Reinaldo Moraes - escritor brasileiro

Que lugar Cortázar ocupa na tua vida? Você costuma contar que começou a escrever por causa dele. O que, no obra dele, te impulsionou?
Acho que sucumbi ao charme romântico do típico anti-herói representado pelo Oliveira do Jogo da Amarelinha. E, depois, pelo jeito sinuoso de se despregar da realidade comezinha em direção ao insólito, a um fantástico inquietante, dos contos. Deve ter sido o mesmo mecanismo catártico que atrai os leitores, sobretudo os jovens, para dentro da psique e do estilo de vida de certos personagens de seus romances preferidos. Lendo Rayuela, eu queria viver as encrencas existenciais e emocionais que o cara lá vivia. Queria amar aquele tipo de mulher e viver com elas as mesmas aventuras aleatórias mas intensíssimas que o Oliveira com la Magano livro. A Maga, aliás, também virou meu clichê de musa moderna, com toques de piração e rebeldia. E tinha a questão do modo construtivo lúdico e autoconsciente do livro, sem que, no entanto, você deixe de aderir 100% à história narrada. Essa idéia de uma escrita que, em algum nível, sabe ser irônica, despudorada, divertida, isso me veio muito do Cortázar, por um lado, e do Machado de Assis, por outro.

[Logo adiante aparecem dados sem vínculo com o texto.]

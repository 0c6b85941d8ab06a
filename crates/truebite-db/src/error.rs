//! # Database Error Types
//!
//! ## Error Flow
//! ```text
//! ┌─────────────────────────────────────────────────────────────────────────┐
//! │                    Error Propagation                                    │
//! │                                                                         │
//! │  SQLite Error (sqlx::Error)        Domain rejection (CoreError)        │
//! │       │                                  │                              │
//! │       ▼                                  ▼                              │
//! │  DbError (this module) ← one tagged outcome per failed operation       │
//! │       │                                                                 │
//! │       ▼                                                                 │
//! │  Routing layer maps to a response; policy errors surface verbatim      │
//! └─────────────────────────────────────────────────────────────────────────┘
//! ```

use thiserror::Error;
use truebite_core::CoreError;

/// Database and workflow operation errors.
#[derive(Debug, Error)]
pub enum DbError {
    /// Entity not found. A distinct category from validation failures:
    /// the customer, order, or wallet simply does not exist.
    #[error("{entity} not found: {id}")]
    NotFound { entity: String, id: String },

    /// Business rule rejection from the core (validation or policy).
    #[error(transparent)]
    Domain(#[from] CoreError),

    /// Unique constraint violation.
    ///
    /// ## When This Occurs
    /// - Creating a second wallet for the same customer
    #[error("Duplicate {field}: '{value}' already exists")]
    UniqueViolation { field: String, value: String },

    /// Foreign key constraint violation.
    #[error("Foreign key violation: {message}")]
    ForeignKeyViolation { message: String },

    /// Database connection failed.
    #[error("Connection failed: {0}")]
    ConnectionFailed(String),

    /// Migration failed.
    #[error("Migration failed: {0}")]
    MigrationFailed(String),

    /// Query execution failed.
    #[error("Query failed: {0}")]
    QueryFailed(String),

    /// Pool exhausted (all connections in use).
    #[error("Connection pool exhausted")]
    PoolExhausted,

    /// Internal database error.
    #[error("Internal database error: {0}")]
    Internal(String),
}

impl DbError {
    /// Creates a NotFound error for a given entity type and ID.
    pub fn not_found(entity: impl Into<String>, id: impl Into<String>) -> Self {
        DbError::NotFound {
            entity: entity.into(),
            id: id.into(),
        }
    }

    /// Returns the domain error, if this is one.
    pub fn as_domain(&self) -> Option<&CoreError> {
        match self {
            DbError::Domain(err) => Some(err),
            _ => None,
        }
    }
}

/// Convert sqlx errors to DbError.
///
/// ## Error Mapping
/// ```text
/// sqlx::Error::RowNotFound    → DbError::NotFound
/// sqlx::Error::Database       → Analyze message for constraint type
/// sqlx::Error::PoolTimedOut   → DbError::PoolExhausted
/// Other                       → DbError::Internal
/// ```
impl From<sqlx::Error> for DbError {
    fn from(err: sqlx::Error) -> Self {
        match err {
            sqlx::Error::RowNotFound => DbError::NotFound {
                entity: "Record".to_string(),
                id: "unknown".to_string(),
            },

            sqlx::Error::Database(db_err) => {
                let msg = db_err.message();

                // SQLite constraint messages:
                // "UNIQUE constraint failed: <table>.<column>"
                // "FOREIGN KEY constraint failed"
                if msg.contains("UNIQUE constraint failed") {
                    let field = msg
                        .split("UNIQUE constraint failed: ")
                        .nth(1)
                        .unwrap_or("unknown")
                        .to_string();
                    DbError::UniqueViolation {
                        field,
                        value: "unknown".to_string(),
                    }
                } else if msg.contains("FOREIGN KEY constraint failed") {
                    DbError::ForeignKeyViolation {
                        message: msg.to_string(),
                    }
                } else {
                    DbError::QueryFailed(msg.to_string())
                }
            }

            sqlx::Error::PoolTimedOut => DbError::PoolExhausted,

            sqlx::Error::PoolClosed => DbError::ConnectionFailed("Pool is closed".to_string()),

            _ => DbError::Internal(err.to_string()),
        }
    }
}

impl From<sqlx::migrate::MigrateError> for DbError {
    fn from(err: sqlx::migrate::MigrateError) -> Self {
        DbError::MigrationFailed(err.to_string())
    }
}

/// Result type for database operations.
pub type DbResult<T> = Result<T, DbError>;

#[cfg(test)]
mod tests {
    use super::*;

    #[test]
    fn test_domain_errors_pass_through_transparently() {
        let err: DbError = CoreError::EmptyCart.into();
        assert_eq!(err.to_string(), "Cart is empty");
        assert!(matches!(err.as_domain(), Some(CoreError::EmptyCart)));
    }

    #[test]
    fn test_not_found_message() {
        let err = DbError::not_found("Wallet", "abc");
        assert_eq!(err.to_string(), "Wallet not found: abc");
    }
}
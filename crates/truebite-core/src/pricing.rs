//! # Pricing Engine
//!
//! Pure computation of an order quote: subtotal, VIP discount, delivery
//! fee and total. No side effects, no I/O - identical inputs always yield
//! an identical quote.
//!
//! ## Pricing Rules
//! ```text
//! ┌─────────────────────────────────────────────────────────────────────────┐
//! │  subtotal  = Σ (snapshot price × quantity)                              │
//! │  discount  = 5% of subtotal (round half-up)    if VIP, else $0          │
//! │  fee       = $5.00 flat                                                 │
//! │              waived if VIP AND count > 0 AND count % 3 == 0             │
//! │              (count = completed orders BEFORE this one)                 │
//! │  total     = subtotal − discount + fee                                  │
//! └─────────────────────────────────────────────────────────────────────────┘
//! ```
//!
//! The every-third-order fee waiver is VIP-gated. Whether it should apply
//! to all customers is a product decision; until it is made, only VIPs get
//! the waiver.

use serde::{Deserialize, Serialize};
use ts_rs::TS;

use crate::money::Money;
use crate::{BASE_DELIVERY_FEE_CENTS, FREE_DELIVERY_EVERY, VIP_DISCOUNT_BPS};

/// The priced breakdown of a cart.
#[derive(Debug, Clone, Copy, PartialEq, Eq, Serialize, Deserialize, TS)]
#[ts(export)]
pub struct Quote {
    pub subtotal: Money,
    pub discount: Money,
    pub delivery_fee: Money,
    pub total: Money,
}

/// Prices a cart of (snapshot price, quantity) pairs.
///
/// `prior_order_count` is the customer's completed-order count *before*
/// this order is recorded; the loyalty waiver keys off that value.
/// Quantities are validated upstream (≥ 1), so the subtotal is never
/// negative and the total never goes below zero by construction.
///
/// ## Example
/// ```rust
/// use truebite_core::money::Money;
/// use truebite_core::pricing::price_cart;
///
/// // Non-VIP: 2 × $10.00 + $5.00 fee
/// let quote = price_cart(&[(Money::from_cents(1000), 2)], false, 0);
/// assert_eq!(quote.total.cents(), 2500);
/// ```
pub fn price_cart(lines: &[(Money, i64)], is_vip: bool, prior_order_count: i64) -> Quote {
    let mut subtotal = Money::zero();
    for (price, quantity) in lines {
        subtotal += price.multiply_quantity(*quantity);
    }

    let discount = if is_vip {
        subtotal.percentage(VIP_DISCOUNT_BPS)
    } else {
        Money::zero()
    };

    let waived = is_vip && prior_order_count > 0 && prior_order_count % FREE_DELIVERY_EVERY == 0;
    let delivery_fee = if waived {
        Money::zero()
    } else {
        Money::from_cents(BASE_DELIVERY_FEE_CENTS)
    };

    Quote {
        subtotal,
        discount,
        delivery_fee,
        total: subtotal - discount + delivery_fee,
    }
}

#[cfg(test)]
mod tests {
    use super::*;

    fn cents(c: i64) -> Money {
        Money::from_cents(c)
    }

    #[test]
    fn test_regular_customer_pays_full_fee() {
        // Scenario: 2 × $10.00, non-VIP
        let quote = price_cart(&[(cents(1000), 2)], false, 0);
        assert_eq!(quote.subtotal.cents(), 2000);
        assert_eq!(quote.discount.cents(), 0);
        assert_eq!(quote.delivery_fee.cents(), 500);
        assert_eq!(quote.total.cents(), 2500);
    }

    #[test]
    fn test_vip_third_order_waives_fee() {
        // Scenario: VIP with 2 prior orders placing their 3rd...
        let quote = price_cart(&[(cents(2000), 2)], true, 2);
        assert_eq!(quote.subtotal.cents(), 4000);
        assert_eq!(quote.discount.cents(), 200); // 5% of $40.00
        assert_eq!(quote.delivery_fee.cents(), 500); // count 2 pays the fee
        assert_eq!(quote.total.cents(), 4300);

        // ...and with 3 prior orders the fee is waived
        let quote = price_cart(&[(cents(2000), 2)], true, 3);
        assert_eq!(quote.discount.cents(), 200);
        assert_eq!(quote.delivery_fee.cents(), 0);
        assert_eq!(quote.total.cents(), 3800);
    }

    #[test]
    fn test_waiver_is_vip_gated() {
        // A non-VIP on their "third" order still pays the fee
        let quote = price_cart(&[(cents(2000), 2)], false, 3);
        assert_eq!(quote.delivery_fee.cents(), 500);
        assert_eq!(quote.discount.cents(), 0);
    }

    #[test]
    fn test_vip_first_order_pays_fee() {
        // count 0 is a VIP's first order: 0 % 3 == 0, but no waiver yet
        let quote = price_cart(&[(cents(1000), 1)], true, 0);
        assert_eq!(quote.delivery_fee.cents(), 500);
    }

    #[test]
    fn test_discount_rounds_half_up() {
        // $10.50 subtotal: 5% = $0.525 → $0.53
        let quote = price_cart(&[(cents(1050), 1)], true, 1);
        assert_eq!(quote.discount.cents(), 53);
        assert_eq!(quote.total.cents(), 1050 - 53 + 500);
    }

    #[test]
    fn test_empty_cart_prices_to_fee_only() {
        // The workflow rejects empty carts before pricing; the engine
        // itself still behaves sanely on no lines.
        let quote = price_cart(&[], false, 0);
        assert_eq!(quote.subtotal.cents(), 0);
        assert_eq!(quote.total.cents(), 500);
    }

    #[test]
    fn test_extreme_quantity_saturates_instead_of_wrapping() {
        // The workflow bounds quantities upstream; if an absurd line ever
        // reaches the engine anyway, the total saturates high. It can only
        // fail a sufficiency check, never wrap into an undercharge.
        let quote = price_cart(&[(cents(1000), i64::MAX)], false, 0);
        assert_eq!(quote.subtotal.cents(), i64::MAX);
        assert_eq!(quote.total.cents(), i64::MAX);
        assert!(quote.total.cents() > 0);
    }

    #[test]
    fn test_determinism() {
        let lines = [(cents(1299), 2), (cents(450), 1)];
        let a = price_cart(&lines, true, 6);
        let b = price_cart(&lines, true, 6);
        assert_eq!(a, b);
    }
}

Se fosse destacar uma caraceterística mais importante da produção de Cortázar, qual seria?
Talvez seja a capacidade que o Cortázar tem de trazer o leitor pra dentro da narrativa e do coração do narrador, esteja ele presente ou não na trama. Como no conto Axolotl, em que o narrador em primeira pessoa registra a sua transmutação identitária de homem a peixe no aquário, na boa ficção do Cortázar você acaba virando alguns daqueles seres que ele criou em sua páginas. E isso é que faz muito do prazer da leitura.


Jaime Correas - professor de letras da Universidade de Cuyo e autor de Cortázar, professor universitário e de Los falsificadores de Borges

Que lugar Cortázar ocupa hoje na literatura?
Cortázar tem um lugar central na cultura de língua hispânica em quiçá, muito importante no resto das línguas porque suas obras mostram uma liberdade na criação literária que marcou um tempo. Em relação à Argentina, é um dos pilares da cultura em geral e da literatura do país, em particular. Justamente por sua grande capacidade de ser universal ao mesmo tempo que tem uma profunda maneira de ser argentino. É muito representativo da Argentina.

Como Cortázar está presente no seu trabalho?
Cortázar foi tema de dois de meus livros, o último pulicado este ano. Cortázar em Mendoza - Um encontro crucial conta sua passagem por minha cidade, Mendoza, e sua atuação como professor de Literatura na carreira da Universidade Nacional de Cuyo, na qual me graduei. Logo, não somente sua obra como criador, mas também seu magistério e sua presença são para mim de enorme interesse. Para meu trabalho como escritor, me ensinou diversos segredos e mecanismos da literatura, e como leitor, expandiu os limites de minha imaginação e meu assombro.

O que acha das críticas que dizem que é um escritor menor do que a maneira como é celebrado?
Há uma parte da crítica que sustenta isso. A obra de Cortázar é tão ampla e vairada que é difícil não encontrar nela obras de extrema importância. Negar de cara todo o trabalho de Cortázar é cegueria ou impostura. Cada tempo sugere uma moda de negar Cortácar. Mas passa essa moda e Cortázar segue. É um escritor de enorme importância e a prova é que 30 anos depois de morto segue sendo lido sem que caia a admiração e o interesse que sua obra desperta.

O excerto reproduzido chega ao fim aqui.